Reporter: Leni Wandira | Editor: Noverius Laoli
KONTAN.CO.ID - JAKARTA - Pekerjaan rumah di bidang ekonomi menanti calon presiden (capres) terpilih 2024. Pilpres 2024 sendiri resmi digelar, Rabu (14/2) kemudian hasil pilpres versi KPU secara resmi akan diumumkan pada hari Rabu (20/3).
Direktur Eksekutif Center of Economic and Law Studies (CELIOS) Bhima Yudhistira mengungkapkan beberapa tugas pemerintah untuk mencapai target pertumbuhan ekonomi bisa di level 6%-7%.
Kata dia, tugas utama pemerintah baru adalah menciptakan transisi ke ekonomi hijau melalui pengembangan ekosistem industri komponen energi terbarukan.
Tentunya, pengembangan itu perlu dilakukan jika ingin pertumbuhan yang lebih tinggi dari tahun 2023 yakni sebesar 5,05%.
Baca Juga: Targetkan Ekonomi Tumbuh Hingga 7%, Prabowo-Gibran Harus Lakukan Ini
"Jika ingin pertumbuhan ekonomi naik kuncinya adalah menciptakan transisi ke ekonomi hijau melalui pengembangan ekosistem industri komponen energi terbarukan, daur ulang sampah, investasi hijau didorong, dan disiapkan transisi pekerjanya," ungkap Bhima kepada KONTAN, Rabu (20/3).
Menurut Bhima, hal itu adalah strategi yang quick win karena peluang dari ekonomi hijau 5 tahun mendatang makin besar sejalan dengan ambisi berbagai negara mitra dagang dan asal investasi Indonesia mencapai nol emisi karbon di 2050.
Kemudian, paralel fokus program yang menyasar dua sektor paling penting dari kontribusi ke Produk Domestik Bruto (PDB) yakni pertanian dan industri pengolahan.
"Sektor pertaniannya harus didorong, nilai tambahnya dinaikkan lewat dukungan pembiayaan murah, keterkaitan rantai pasok ke industri dan belanja riset yang naik," ungkapnya.

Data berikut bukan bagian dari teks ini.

use std::{
    io,
    sync::{atomic::AtomicBool, Arc},
    thread::{self, JoinHandle},
};

use signal_hook::{
    consts::{SIGINT, SIGTERM},
    flag,
    iterator::{Handle, Signals},
    low_level, SigId,
};
use tracing::{event, Level};

use crate::{Termination, Terminator};

const TERMINATION_SIGNALS: [i32; 2] = [SIGTERM, SIGINT];

/// Process-wide listener forwarding SIGTERM and SIGINT as termination requests.
///
/// Only the first delivery is forwarded. A second one while the listener is installed exits the
/// process, so a stuck shutdown can still be interrupted.
pub struct TerminationListener {
    handle: Handle,
    thread: Option<JoinHandle<()>>,
    flags: Vec<SigId>,
}

impl TerminationListener {
    pub fn install(terminator: Terminator) -> Result<Self, io::Error> {
        let mut flags = Vec::new();

        // The conditional exit is registered first, so it only sees the flag set by an
        // earlier delivery
        let terminating = Arc::new(AtomicBool::new(false));
        for signal in TERMINATION_SIGNALS {
            flags.push(flag::register_conditional_shutdown(
                signal,
                1,
                terminating.clone(),
            )?);
            flags.push(flag::register(signal, terminating.clone())?);
        }

        let mut signals = Signals::new(TERMINATION_SIGNALS)?;
        let handle = signals.handle();

        let thread = thread::Builder::new()
            .name("uma-signals".to_string())
            .spawn(move || {
                for signal in signals.forever() {
                    event!(Level::INFO, signal, "termination signal received");
                    terminator.send(Termination::Signal(signal));
                }
            })?;

        Ok(Self {
            handle,
            thread: Some(thread),
            flags,
        })
    }

    /// Remove the signal handlers again.
    pub fn uninstall(self) {
        drop(self);
    }
}

impl Drop for TerminationListener {
    fn drop(&mut self) {
        self.handle.close();

        for id in self.flags.drain(..) {
            low_level::unregister(id);
        }

        if let Some(thread) = self.thread.take() {
            if thread.join().is_err() {
                event!(Level::ERROR, "signal thread panicked");
            }
        }
    }
}
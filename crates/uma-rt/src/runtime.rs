use std::{
    cell::RefCell,
    collections::{HashSet, VecDeque},
    ops::ControlFlow,
    rc::Rc,
};

use anyhow::{Context, Error};
use thiserror::Error;
use thunderdome::{Arena, Index};
use tracing::{event, instrument, span, Level};

use crate::Signal;

/// A task living in a `Runtime`.
pub trait Actor: 'static {
    /// Run until the actor has nothing left to do for now.
    ///
    /// Called once per received signal, however many signals arrived in between. `Break` ends the
    /// task. An `Err` ends the task too, after being logged, without affecting any other task.
    ///
    /// Cleanup belongs in `Drop`, which runs however the task ends.
    fn process(&mut self, rt: &mut Runtime) -> Result<ControlFlow<()>, Error>;
}

/// Thread-local task tracking and execution system.
#[derive(Default)]
pub struct Runtime {
    slots: Arena<Slot>,
    schedule: Rc<RefCell<Schedule>>,
}

struct Slot {
    name: &'static str,
    /// Empty while the actor is being processed.
    actor: Option<Box<dyn Actor>>,
}

/// FIFO of actors waiting to be processed, shared with every `Signal`.
#[derive(Default)]
pub(crate) struct Schedule {
    pending: VecDeque<Id>,
    /// Mirrors `pending`, so repeated signals don't enqueue an actor twice.
    queued: HashSet<Id>,
}

impl Schedule {
    pub(crate) fn enqueue(&mut self, id: Id) {
        if !self.queued.insert(id) {
            return;
        }

        self.pending.push_back(id);
    }

    fn forget(&mut self, id: Id) {
        if self.queued.remove(&id) {
            self.pending.retain(|pending| *pending != id);
        }
    }

    fn pop(&mut self) -> Option<Id> {
        let id = self.pending.pop_front()?;
        self.queued.remove(&id);
        Some(id)
    }
}

impl Runtime {
    /// Create a new unbound `Signal` for this runtime.
    ///
    /// Bind it with `Signal::set_id` once the actor it should wake has been inserted.
    pub fn signal(&self) -> Signal {
        Signal::new(Rc::downgrade(&self.schedule))
    }

    /// Add an actor, identified in logs by `name`.
    ///
    /// Nothing runs until one of the actor's signals is sent.
    #[instrument("Runtime::insert", level = "debug", skip_all)]
    pub fn insert<A>(&mut self, name: &'static str, actor: A) -> Id
    where
        A: Actor,
    {
        let index = self.slots.insert(Slot {
            name,
            actor: Some(Box::new(actor)),
        });
        event!(Level::DEBUG, name, "actor added");

        Id { index }
    }

    /// Drop an actor and any pending wakeup for it.
    #[instrument("Runtime::remove", level = "debug", skip_all)]
    pub fn remove(&mut self, id: Id) -> Result<(), RemoveError> {
        self.schedule.borrow_mut().forget(id);

        let slot = self.slots.remove(id.index).ok_or(RemoveError::NotFound)?;
        event!(Level::DEBUG, name = slot.name, "actor dropped");

        // Dropping may send signals, so this can't happen with the schedule borrowed
        drop(slot);

        Ok(())
    }

    /// Check if an actor is still alive in this runtime.
    pub fn contains(&self, id: Id) -> bool {
        self.slots.contains(id.index)
    }

    /// Number of actors alive in this runtime.
    pub fn len(&self) -> usize {
        self.slots.len()
    }

    /// Returns true if no actors are alive in this runtime.
    pub fn is_empty(&self) -> bool {
        self.slots.is_empty()
    }

    /// Run scheduled actors until the schedule is empty.
    ///
    /// Actors signalled while this runs are processed in the same call.
    #[instrument("Runtime::process", level = "debug", skip_all)]
    pub fn process(&mut self) -> Result<(), ProcessError> {
        while let Some(id) = self.next_scheduled() {
            self.step(id).context("failed to step actor")?;
        }

        Ok(())
    }

    fn next_scheduled(&self) -> Option<Id> {
        self.schedule.borrow_mut().pop()
    }

    fn step(&mut self, id: Id) -> Result<(), InternalError> {
        // Stale wakeup, the actor ended after being signalled
        let Some(slot) = self.slots.get_mut(id.index) else {
            return Ok(());
        };
        let name = slot.name;
        let mut actor = slot.actor.take().context("actor is already being processed")?;

        let span = span!(Level::INFO, "actor", name);
        let _entered = span.enter();

        let result = actor.process(self);

        self.slots
            .get_mut(id.index)
            .context("actor slot removed during processing")?
            .actor = Some(actor);

        let stop = match result {
            Ok(flow) => flow.is_break(),
            Err(error) => {
                event!(Level::ERROR, "actor failed:\n{:?}", error);
                true
            }
        };

        if stop {
            event!(Level::DEBUG, "actor finished");
            self.remove(id).context("failed to remove finished actor")?;
        }

        Ok(())
    }
}

impl Drop for Runtime {
    fn drop(&mut self) {
        if self.slots.is_empty() {
            return;
        }

        let leaked: Vec<_> = self.slots.iter().map(|(_, slot)| slot.name).collect();
        event!(Level::WARN, ?leaked, "runtime dropped with actors still alive");
    }
}

/// Handle to an actor in a `Runtime`.
///
/// Ids aren't reused, an id of a removed actor stays invalid.
#[derive(Debug, PartialEq, Eq, Hash, Clone, Copy)]
pub struct Id {
    index: Index,
}

/// Error while removing an actor.
#[derive(Error, Debug)]
pub enum RemoveError {
    /// The actor already ended, or never existed.
    #[error("actor not found")]
    NotFound,
}

/// Internal error, this is always a bug in the runtime.
#[derive(Error, Debug)]
#[error("internal runtime error")]
pub struct InternalError {
    #[from]
    source: Error,
}

/// Error while processing scheduled actors.
#[derive(Error, Debug)]
#[error("actor processing failed")]
pub struct ProcessError {
    #[from]
    source: Error,
}
use std::fmt;

use anyhow::Error;
use bytes::Bytes;

use crate::ChunkedWriter;

/// Prefix of header names reserved for internal fields, never written to the wire.
pub const RESERVED_HEADER_PREFIX: &str = "uma.";

/// Response produced by the application.
#[derive(Debug)]
pub struct Response {
    pub status: u16,
    pub headers: Headers,
    pub body: Body,
}

impl Response {
    /// Response with no headers and no body.
    pub fn new(status: u16) -> Self {
        Self {
            status,
            headers: Headers::default(),
            body: Body::None,
        }
    }

    pub fn with_header(mut self, name: impl Into<String>, value: impl Into<HeaderValue>) -> Self {
        self.headers.insert(name, value);
        self
    }

    pub fn with_body(mut self, body: impl Into<Body>) -> Self {
        self.body = body.into();
        self
    }
}

/// Ordered response header fields.
#[derive(Debug, Default, Clone, PartialEq, Eq)]
pub struct Headers {
    entries: Vec<(String, HeaderValue)>,
}

impl Headers {
    /// Add a header field, after all existing ones.
    pub fn insert(&mut self, name: impl Into<String>, value: impl Into<HeaderValue>) {
        self.entries.push((name.into(), value.into()));
    }

    /// Last value set for a header, names compared case-insensitively.
    pub fn get(&self, name: &str) -> Option<&HeaderValue> {
        self.entries
            .iter()
            .rev()
            .find(|(k, _)| k.eq_ignore_ascii_case(name))
            .map(|(_, v)| v)
    }

    pub fn contains(&self, name: &str) -> bool {
        self.get(name).is_some()
    }

    pub fn iter(&self) -> impl Iterator<Item = (&str, &HeaderValue)> {
        self.entries.iter().map(|(k, v)| (k.as_str(), v))
    }

    pub fn len(&self) -> usize {
        self.entries.len()
    }

    pub fn is_empty(&self) -> bool {
        self.entries.is_empty()
    }
}

impl<N, V> FromIterator<(N, V)> for Headers
where
    N: Into<String>,
    V: Into<HeaderValue>,
{
    fn from_iter<T: IntoIterator<Item = (N, V)>>(iter: T) -> Self {
        let entries = iter
            .into_iter()
            .map(|(name, value)| (name.into(), value.into()))
            .collect();
        Self { entries }
    }
}

/// Value of a response header field.
#[derive(Debug, Clone, PartialEq, Eq)]
pub enum HeaderValue {
    Text(String),
    /// Written as one header line per value.
    List(Vec<String>),
    /// Not a valid wire value, rejected when the response is written.
    Integer(i64),
}

impl From<&str> for HeaderValue {
    fn from(value: &str) -> Self {
        HeaderValue::Text(value.to_string())
    }
}

impl From<String> for HeaderValue {
    fn from(value: String) -> Self {
        HeaderValue::Text(value)
    }
}

impl From<Vec<String>> for HeaderValue {
    fn from(value: Vec<String>) -> Self {
        HeaderValue::List(value)
    }
}

impl From<Vec<&str>> for HeaderValue {
    fn from(value: Vec<&str>) -> Self {
        HeaderValue::List(value.into_iter().map(str::to_string).collect())
    }
}

impl From<i64> for HeaderValue {
    fn from(value: i64) -> Self {
        HeaderValue::Integer(value)
    }
}

/// Callback writing a response body as it's produced.
pub type StreamBody = Box<dyn FnOnce(&mut ChunkedWriter<'_>) -> Result<(), Error>>;

/// Body of a response.
pub enum Body {
    None,
    Buffer(Bytes),
    Sequence(Vec<Bytes>),
    Stream(StreamBody),
}

impl Body {
    /// Create a streaming body from a writer callback.
    pub fn stream<F>(f: F) -> Self
    where
        F: FnOnce(&mut ChunkedWriter<'_>) -> Result<(), Error> + 'static,
    {
        Body::Stream(Box::new(f))
    }

    /// Returns true if the body is known to have no content.
    pub fn is_empty(&self) -> bool {
        match self {
            Body::None => true,
            Body::Buffer(data) => data.is_empty(),
            Body::Sequence(parts) => parts.iter().all(Bytes::is_empty),
            Body::Stream(_) => false,
        }
    }
}

impl fmt::Debug for Body {
    fn fmt(&self, f: &mut fmt::Formatter<'_>) -> fmt::Result {
        match self {
            Body::None => f.write_str("None"),
            Body::Buffer(data) => f.debug_tuple("Buffer").field(data).finish(),
            Body::Sequence(parts) => f.debug_tuple("Sequence").field(parts).finish(),
            Body::Stream(_) => f.write_str("Stream(..)"),
        }
    }
}

impl From<&'static str> for Body {
    fn from(value: &'static str) -> Self {
        Body::Buffer(Bytes::from_static(value.as_bytes()))
    }
}

impl From<String> for Body {
    fn from(value: String) -> Self {
        Body::Buffer(value.into())
    }
}

impl From<Vec<u8>> for Body {
    fn from(value: Vec<u8>) -> Self {
        Body::Buffer(value.into())
    }
}

impl From<Bytes> for Body {
    fn from(value: Bytes) -> Self {
        Body::Buffer(value)
    }
}

impl From<Vec<Bytes>> for Body {
    fn from(value: Vec<Bytes>) -> Self {
        Body::Sequence(value)
    }
}
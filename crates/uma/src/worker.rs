use std::{
    net::SocketAddr,
    ops::ControlFlow,
    rc::Rc,
    sync::Arc,
    thread::{self, JoinHandle},
    time::Duration,
};

use anyhow::{Context, Error};
use crossbeam_channel::{Receiver, Sender, TryRecvError};
use mio::Waker;
use tracing::{event, span, Level};
use uma_mio::{net::tcp, run_event_loop, Registry};
use uma_rt::{Actor, Runtime, TaskSet};

use crate::{graceful_stop, ServerConfig, ServerError};

/// Token asking a worker to stop.
#[derive(Debug, Clone, Copy)]
pub(crate) struct StopToken;

/// Handle to a running worker thread.
pub(crate) struct WorkerHandle {
    index: usize,
    stop: Sender<StopToken>,
    waker: Arc<Waker>,
    local_addrs: Vec<SocketAddr>,
    thread: JoinHandle<()>,
}

/// Worker thread that hasn't reported back from startup yet.
pub(crate) struct PendingWorker {
    index: usize,
    stop: Sender<StopToken>,
    ready: Receiver<Result<Ready, Error>>,
    thread: JoinHandle<()>,
}

struct Ready {
    waker: Arc<Waker>,
    local_addrs: Vec<SocketAddr>,
}

/// Spawn a worker thread, it binds its listeners and then reports back through the handle.
pub(crate) fn spawn_worker(
    index: usize,
    config: Arc<ServerConfig>,
) -> Result<PendingWorker, ServerError> {
    let (stop, stop_receiver) = crossbeam_channel::unbounded();
    let (ready_sender, ready) = crossbeam_channel::bounded(1);

    let thread = thread::Builder::new()
        .name(format!("uma-worker-{}", index))
        .spawn(move || {
            let span = span!(Level::INFO, "worker", index);
            let _entered = span.enter();

            if let Err(error) = run_worker(&config, stop_receiver, ready_sender) {
                event!(Level::ERROR, "worker failed:\n{:?}", error);
            }
        })
        .map_err(ServerError::Spawn)?;

    Ok(PendingWorker {
        index,
        stop,
        ready,
        thread,
    })
}

impl PendingWorker {
    /// Wait for the worker to have started its listeners.
    pub(crate) fn wait_ready(self) -> Result<WorkerHandle, ServerError> {
        let ready = self
            .ready
            .recv()
            .context("worker exited during startup")
            .and_then(|result| result);

        match ready {
            Ok(ready) => Ok(WorkerHandle {
                index: self.index,
                stop: self.stop,
                waker: ready.waker,
                local_addrs: ready.local_addrs,
                thread: self.thread,
            }),
            Err(error) => {
                join(self.index, self.thread);
                Err(ServerError::Worker(error))
            }
        }
    }
}

impl WorkerHandle {
    pub(crate) fn local_addrs(&self) -> &[SocketAddr] {
        &self.local_addrs
    }

    /// Ask the worker to start its graceful shutdown.
    pub(crate) fn stop(&self) {
        if self.stop.send(StopToken).is_err() {
            event!(Level::DEBUG, index = self.index, "worker already gone");
            return;
        }

        if let Err(error) = self.waker.wake() {
            event!(Level::WARN, ?error, "failed to wake worker");
        }
    }

    /// Wait for the worker thread to exit.
    pub(crate) fn join(self) {
        join(self.index, self.thread);
    }
}

fn join(index: usize, thread: JoinHandle<()>) {
    if thread.join().is_err() {
        event!(Level::ERROR, index, "worker thread panicked");
    }
}

fn run_worker(
    config: &ServerConfig,
    stop: Receiver<StopToken>,
    ready: Sender<Result<Ready, Error>>,
) -> Result<(), Error> {
    let mut rt = Runtime::default();
    let registry = Registry::new()?;
    let acceptors = TaskSet::default();

    match start_worker(&mut rt, &registry, config, stop, &acceptors) {
        Ok(started) => {
            ready.send(Ok(started)).context("coordinator gone")?;
        }
        Err(error) => {
            // Close listeners that did get bound before reporting
            acceptors.cancel_all();
            rt.process()?;

            ready.send(Err(error)).context("coordinator gone")?;
            return Ok(());
        }
    }

    run_event_loop(&mut rt, &registry)?;

    event!(Level::INFO, "worker stopped");
    Ok(())
}

fn start_worker(
    rt: &mut Runtime,
    registry: &Rc<Registry>,
    config: &ServerConfig,
    stop: Receiver<StopToken>,
    acceptors: &TaskSet,
) -> Result<Ready, Error> {
    let connections = TaskSet::default();
    let sessions = config.session_factory();

    let mut local_addrs = Vec::new();
    for addr in config.addrs() {
        let info = tcp::listen(
            rt,
            registry,
            *addr,
            sessions.clone(),
            acceptors,
            connections.clone(),
        )?;
        local_addrs.push(info.local_addr);
    }

    let signal = rt.signal();
    let waker = registry.waker(signal.clone())?;

    let actor = Worker {
        registry: registry.clone(),
        stop,
        acceptors: acceptors.clone(),
        connections,
        shutdown_timeout: config.shutdown_timeout,
    };
    let id = rt.insert("worker", actor);
    signal.set_id(id);

    Ok(Ready { waker, local_addrs })
}

struct Worker {
    registry: Rc<Registry>,
    stop: Receiver<StopToken>,
    acceptors: TaskSet,
    connections: TaskSet,
    shutdown_timeout: Duration,
}

impl Actor for Worker {
    fn process(&mut self, rt: &mut Runtime) -> Result<ControlFlow<()>, Error> {
        match self.stop.try_recv() {
            Ok(StopToken) => event!(Level::INFO, "stopping worker"),
            Err(TryRecvError::Disconnected) => {
                event!(Level::WARN, "coordinator gone, stopping worker")
            }
            Err(TryRecvError::Empty) => return Ok(ControlFlow::Continue(())),
        }

        graceful_stop(
            rt,
            &self.registry,
            self.acceptors.clone(),
            self.connections.clone(),
            self.shutdown_timeout,
        )?;

        Ok(ControlFlow::Break(()))
    }
}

Baca Juga: Langkah Ciputra (CTRA) Menerapkan ESG di Berbagai Proyek
Sementara sektor industri manufakturnya harus lebih naik porsinya. Untuk mencapai pertumbuhan ekonomi 6%-7% kuncinya porsi manufaktur wajib di atas 25% dari PDB.
Infrastruktur harus berkorelasi dengan daya saing sektor industri terutama penurunan biaya logistik. Ia juga menyoroti perihal penanganan korupsi dan tata kelola pemerintahan yang menjadi fokus untuk dibenahi.
"Sekarang kan era ESG (Environmental, social, and governance), tata kelola menjadi perhatian penting pemilihan negara tujuan investasi. Kalau birokrasinya makin bersih maka dipersepsikan biaya berusaha lebih murah, semua senang," tambahnya.
Kemudian, ia juga mengatakan beberapa langkah dalam mengantisipasi potensi tekanan dari gejolak pasar global yakni dengan manfaatkan friendshoring atau upaya bilateral antar negara karena Indonesia berada di garis non blok.
Baca Juga: Pacu Keberlanjutan Industri, Indonesia Luncurkan Program Eco-Industrial Park
"Misalnya dengan AS yang mulai menarik investasi dari China bisa dimanfaatkan di bidang pemasok buah buahan tropis, hasil ikan dan pakaian jadi Indonesia bisa dapat prioritas utama replacement dari China," ungkapnya.
Solusi berikutnya, pemerintah baru wajib melakukan diversifikasi ekspor ke negara negara yang ekonominya masih relatif baik. "Contohnya penetrasi ekspor ke India perlu didorong lewat serangkaian kerjasama bilateral," sambungnya.
Bhima juga menyoroti ikhwal belanja negara yang populis seperti program makan siang gratis itu harus hati hati dalam manajemen risiko fiskalnya.
Baca Juga: Lonjakan Harga Pangan di Bulan Ramadan Dikhawatirkan Hambat Pertumbuhan Ekonomi
"Sebaiknya program seperti makan siang gratis di uji coba dulu dengan anggaran maksimum Rp 5 triliun pada 2 tahun pertama Prabowo menjabat. Karena situasi pendapatan negara juga tidak berlimpah, begitu juga cari utang baru tidak gampang dengan situasi global yang meredup," pungkasnya.